Archive for August 30th, 2015

Dreamsnake

Terrible dreams last night.  In one, Stubb had been diagnosed with leukemia, and I felt helpless and panicked and out of time.  This dream was mostly about my feelings, which is why it seems as though it might be a teaching dream–about the anxiety of not knowing what to do and feeling that whatever one does, something terrible will happen.

Well, that and the fact that it happened two nights before the first day of school.

In the other, I was on the last day of a visit to Hometown, and I realized I’d forgotten to visit my grandmother.  (In real life, she died in 2009.) I was trying to figure out how to see her and also do the other things that mattered to me, wondering if I could also stop by on the way to the airport the next day, thereby having two visits.  I was also horrified at myself for forgetting, but unwilling to give up any of the other plans I’d made.

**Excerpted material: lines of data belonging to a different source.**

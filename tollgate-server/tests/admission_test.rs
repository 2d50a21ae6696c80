use axum::Router;
use axum::body::{Body, to_bytes};
use axum::extract::ConnectInfo;
use axum::http::{Request, StatusCode};
use axum::routing::get;
use serde_json::Value;
use std::net::SocketAddr;
use std::sync::Arc;
use std::time::{Duration, UNIX_EPOCH};
use tollgate::{AdmissionStore, BucketConfig, ManualClock, MemoryStore, StoreError};
use tollgate_server::{AppState, app};
use tower::ServiceExt;

fn clock() -> ManualClock {
    ManualClock::starting_at(UNIX_EPOCH + Duration::from_secs(1_700_000_000))
}

fn state(clock: &ManualClock, burst: u32, trust_proxy_headers: bool) -> AppState {
    let config = BucketConfig::builder()
        .refill_rate(1.0)
        .burst_capacity(burst)
        .idle_expiry(Duration::from_secs(60))
        .build();
    let store = MemoryStore::with_clock(config, clock.clone());
    AppState::new(Arc::new(store), trust_proxy_headers)
}

fn forwarded(path: &str, ip: &str) -> Request<Body> {
    Request::builder()
        .uri(path)
        .header("x-forwarded-for", ip)
        .body(Body::empty())
        .unwrap()
}

fn from_peer(path: &str, peer: &str) -> Request<Body> {
    let mut request = Request::builder().uri(path).body(Body::empty()).unwrap();
    let addr: SocketAddr = peer.parse().unwrap();
    request.extensions_mut().insert(ConnectInfo(addr));
    request
}

async fn body_json(response: axum::response::Response) -> Value {
    let bytes = to_bytes(response.into_body(), usize::MAX).await.unwrap();
    serde_json::from_slice(&bytes).unwrap()
}

async fn body_text(response: axum::response::Response) -> String {
    let bytes = to_bytes(response.into_body(), usize::MAX).await.unwrap();
    String::from_utf8(bytes.to_vec()).unwrap()
}

#[tokio::test]
async fn test_burst_then_rate_limited() {
    let clock = clock();
    let app = app::router(state(&clock, 3, true));

    for i in 0..3 {
        let response = app
            .clone()
            .oneshot(forwarded("/", "203.0.113.9"))
            .await
            .unwrap();
        assert_eq!(response.status(), StatusCode::OK, "request {}", i + 1);
        assert_eq!(body_json(response).await["status"], "ok");
    }

    let response = app
        .clone()
        .oneshot(forwarded("/", "203.0.113.9"))
        .await
        .unwrap();
    assert_eq!(response.status(), StatusCode::TOO_MANY_REQUESTS);
    assert_eq!(body_json(response).await["error"], "Rate limit exceeded");
}

#[tokio::test]
async fn test_refill_after_wait() {
    let clock = clock();
    let app = app::router(state(&clock, 1, true));

    let response = app.clone().oneshot(forwarded("/a", "198.51.100.7")).await.unwrap();
    assert_eq!(response.status(), StatusCode::OK);
    let response = app.clone().oneshot(forwarded("/b", "198.51.100.7")).await.unwrap();
    assert_eq!(response.status(), StatusCode::TOO_MANY_REQUESTS);

    clock.advance(Duration::from_secs(1));

    let response = app.clone().oneshot(forwarded("/c", "198.51.100.7")).await.unwrap();
    assert_eq!(response.status(), StatusCode::OK);
}

#[tokio::test]
async fn test_clients_are_isolated() {
    let clock = clock();
    let app = app::router(state(&clock, 1, true));

    let first = app.clone().oneshot(forwarded("/", "192.0.2.1")).await.unwrap();
    let denied = app.clone().oneshot(forwarded("/", "192.0.2.1")).await.unwrap();
    let other = app.clone().oneshot(forwarded("/", "192.0.2.2")).await.unwrap();

    assert_eq!(first.status(), StatusCode::OK);
    assert_eq!(denied.status(), StatusCode::TOO_MANY_REQUESTS);
    assert_eq!(other.status(), StatusCode::OK);
}

#[tokio::test]
async fn test_peer_address_used_when_proxy_headers_untrusted() {
    let clock = clock();
    let app = app::router(state(&clock, 1, false));

    let response = app
        .clone()
        .oneshot(from_peer("/", "192.0.2.10:40000"))
        .await
        .unwrap();
    assert_eq!(response.status(), StatusCode::OK);

    // Same host, different source port: same client
    let response = app
        .clone()
        .oneshot(from_peer("/", "192.0.2.10:40001"))
        .await
        .unwrap();
    assert_eq!(response.status(), StatusCode::TOO_MANY_REQUESTS);

    // A spoofed header does not buy a fresh bucket
    let mut spoofed = from_peer("/", "192.0.2.10:40002");
    spoofed
        .headers_mut()
        .insert("x-forwarded-for", "203.0.113.50".parse().unwrap());
    let response = app.clone().oneshot(spoofed).await.unwrap();
    assert_eq!(response.status(), StatusCode::TOO_MANY_REQUESTS);
}

#[tokio::test]
async fn test_unidentified_client_is_forbidden() {
    let clock = clock();
    let app = app::router(state(&clock, 5, false));

    let request = Request::builder().uri("/").body(Body::empty()).unwrap();
    let response = app.oneshot(request).await.unwrap();

    assert_eq!(response.status(), StatusCode::FORBIDDEN);
    assert_eq!(body_json(response).await["error"], "Unable to identify client");
}

struct UnavailableStore;

impl AdmissionStore for UnavailableStore {
    fn allow(&self, _identifier: &str) -> Result<bool, StoreError> {
        Err(StoreError::Timeout(Duration::from_millis(50)))
    }
}

#[tokio::test]
async fn test_store_failure_is_internal_error() {
    let app = app::router(AppState::new(Arc::new(UnavailableStore), true));

    let response = app.oneshot(forwarded("/", "192.0.2.1")).await.unwrap();

    assert_eq!(response.status(), StatusCode::INTERNAL_SERVER_ERROR);
    assert_eq!(body_json(response).await["error"], "Rate limiter error");
}

#[tokio::test]
async fn test_operational_routes_are_not_rate_limited() {
    let clock = clock();
    let app = app::router(state(&clock, 1, true));

    for _ in 0..5 {
        let response = app
            .clone()
            .oneshot(forwarded("/health", "192.0.2.1"))
            .await
            .unwrap();
        assert_eq!(response.status(), StatusCode::OK);
        assert_eq!(body_text(response).await, "OK");
    }

    for _ in 0..5 {
        let response = app
            .clone()
            .oneshot(forwarded("/metrics", "192.0.2.1"))
            .await
            .unwrap();
        assert_eq!(response.status(), StatusCode::OK);
    }

    // The client's bucket is still full
    let response = app.oneshot(forwarded("/", "192.0.2.1")).await.unwrap();
    assert_eq!(response.status(), StatusCode::OK);
}

#[tokio::test]
async fn test_metrics_reflect_decisions() {
    let clock = clock();
    let app = app::router(state(&clock, 1, true));

    app.clone().oneshot(forwarded("/", "192.0.2.1")).await.unwrap();
    app.clone().oneshot(forwarded("/", "192.0.2.1")).await.unwrap();
    app.clone().oneshot(forwarded("/", "192.0.2.2")).await.unwrap();

    let response = app.oneshot(forwarded("/metrics", "192.0.2.1")).await.unwrap();
    let text = body_text(response).await;

    assert!(text.contains("tollgate_requests_total 3\n"));
    assert!(text.contains("tollgate_decisions_total{outcome=\"allowed\"} 2\n"));
    assert!(text.contains("tollgate_decisions_total{outcome=\"denied\"} 1\n"));
    assert!(text.contains("tollgate_tracked_clients 2\n"));
}

#[tokio::test]
async fn test_idle_clients_are_reclaimed() {
    let clock = clock();
    let state = state(&clock, 1, true);
    let app = app::router(state.clone());

    app.clone().oneshot(forwarded("/", "192.0.2.1")).await.unwrap();
    let response = app.clone().oneshot(forwarded("/", "192.0.2.1")).await.unwrap();
    assert_eq!(response.status(), StatusCode::TOO_MANY_REQUESTS);

    clock.advance(Duration::from_secs(61));
    app.clone().oneshot(forwarded("/", "192.0.2.99")).await.unwrap();

    let snapshot = state.store.snapshot().unwrap();
    assert_eq!(snapshot.identifiers, 1);
    assert_eq!(snapshot.sweeps.total_evicted, 1);
}

#[tokio::test]
async fn test_embedded_routes_are_protected() {
    let clock = clock();
    let routes = Router::new().route("/api/items", get(|| async { "items" }));
    let app = app::protect(routes, state(&clock, 1, true));

    let response = app
        .clone()
        .oneshot(forwarded("/api/items", "192.0.2.1"))
        .await
        .unwrap();
    assert_eq!(response.status(), StatusCode::OK);
    assert_eq!(body_text(response).await, "items");

    let response = app
        .clone()
        .oneshot(forwarded("/api/items", "192.0.2.1"))
        .await
        .unwrap();
    assert_eq!(response.status(), StatusCode::TOO_MANY_REQUESTS);
}

#[derive(Clone, Default)]
struct CapturedLogs(Arc<std::sync::Mutex<Vec<u8>>>);

impl std::io::Write for CapturedLogs {
    fn write(&mut self, buf: &[u8]) -> std::io::Result<usize> {
        self.0.lock().unwrap().extend_from_slice(buf);
        Ok(buf.len())
    }

    fn flush(&mut self) -> std::io::Result<()> {
        Ok(())
    }
}

#[tokio::test]
async fn test_request_log_levels_and_fields() {
    let logs = CapturedLogs::default();
    let writer = logs.clone();
    let subscriber = tracing_subscriber::fmt()
        .with_writer(move || writer.clone())
        .with_ansi(false)
        .with_max_level(tracing::Level::INFO)
        .finish();
    // Current-thread runtime: every event below is emitted on this thread
    let _guard = tracing::subscriber::set_default(subscriber);

    let clock = clock();
    let app = app::router(state(&clock, 1, true));
    app.clone().oneshot(forwarded("/", "192.0.2.1")).await.unwrap();
    app.clone().oneshot(forwarded("/", "192.0.2.1")).await.unwrap();

    let failing = app::router(AppState::new(Arc::new(UnavailableStore), true));
    failing.oneshot(forwarded("/", "192.0.2.1")).await.unwrap();

    let output = String::from_utf8(logs.0.lock().unwrap().clone()).unwrap();
    let line = |needle: &str| {
        output
            .lines()
            .find(|line| line.contains(needle))
            .unwrap_or_else(|| panic!("no log line containing {needle:?} in:\n{output}"))
            .to_owned()
    };

    let processed = line("Request processed");
    assert!(processed.contains("INFO"));
    assert!(processed.contains("status=200"));
    assert!(processed.contains("duration_ms="));
    assert!(processed.contains("ip=192.0.2.1"));

    let rejected = line("Request rejected");
    assert!(rejected.contains("WARN"));
    assert!(rejected.contains("status=429"));

    let failed = line("Request failed");
    assert!(failed.contains("ERROR"));
    assert!(failed.contains("status=500"));
}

This could easily be a dream about teaching and administration.  Or it could simply be the residue of having spent quite a lot of minutes this weekend trying to figure out how to use the weekend well.  I split yesterday among course prep (reread 1984), errands (restocking the fridge and pantry, laundry), yoga, and conferring with N. (my mom’s friend, who is extremely handy, retired, and always up for a project) about a broken faucet.  (He went to Home Depot to buy a new assembly and ended up coming back with a more plumbing-oriented handyman he’d met there, who installed it for $70.  A good use of $70–N. could certainly have done it, but he wouldn’t have done it as fast, and he’d have had to buy supplies that this man had in his truck.)

Today, Sunday, the big thing is going in to campus to finish prepping the things there that didn’t get done during the week of meetings and interruptions.  I tried to figure out how to go to yoga and to Costco before going to campus, but the hours of both put me on campus too late for my own comfort, so I’m going to school first, then my mom’s to pay N. for the faucet, then Costco, maybe to my in-laws’ for a quick visit (should also call to see if they need anything from Costco), and yoga tomorrow night.

Here’s to peaceful dreams tonight!

New leaf

Feeling better.  Stubb and I have tentative plans for a weekend getaway in a few weeks.  And my brain has been taken over by the excitement of going back to school.

I have never had so many meetings in one week!  Fortunately, they were generally worthwhile, and some of them were excellent, with actual decisions being made and positive actions being taken.  The new AHS doesn’t say a lot, but what he says is very much to the point.  The new Head of School is more voluble–no surprise there–but he is also pretty concise and extremely thoughtful.  They both seem to be making tremendous efforts to meet people and to understand the institution they’re now steering.  I invited them both to come to the English department meeting, and they did!  So now they can recognize the members of our department and they’ve gotten a sense of what kinds of things we are working on, individually and departmentally.

Dinah and I are on a faculty committee to advise the new HS on the transition–that was one of the better meetings this week.  I think we all agreed that it feels good so far.  We did raise a couple of the most prominent grumbles of the moment, which seem to us to be symptomatic of our ongoing challenges with internal communication.  So it’s not that everything is perfect, but that the right notes have been struck, both to reassure and to infuse with enthusiasm.  While there is definitely a sense that the leadership has changed, that leadership seems congruent with the direction in which the institution has been trying to move anyway.

This week of meetings is actually challenging in a way I don’t think I’ve noticed before.  It’s important and fun to spend time with adults and have lunch together and organize our classrooms and make plans for the year ahead, but it’s also a week in which we are not performing our core function of teaching–and are maybe suffering from opening-night jitters–and it’s therefore a week in which many of us are easily unsettled.  Within my department, I fielded a few overreactions–at least that’s how they seemed to me–and I am greatly looking forward to everyone getting busy with the main business of our jobs this week.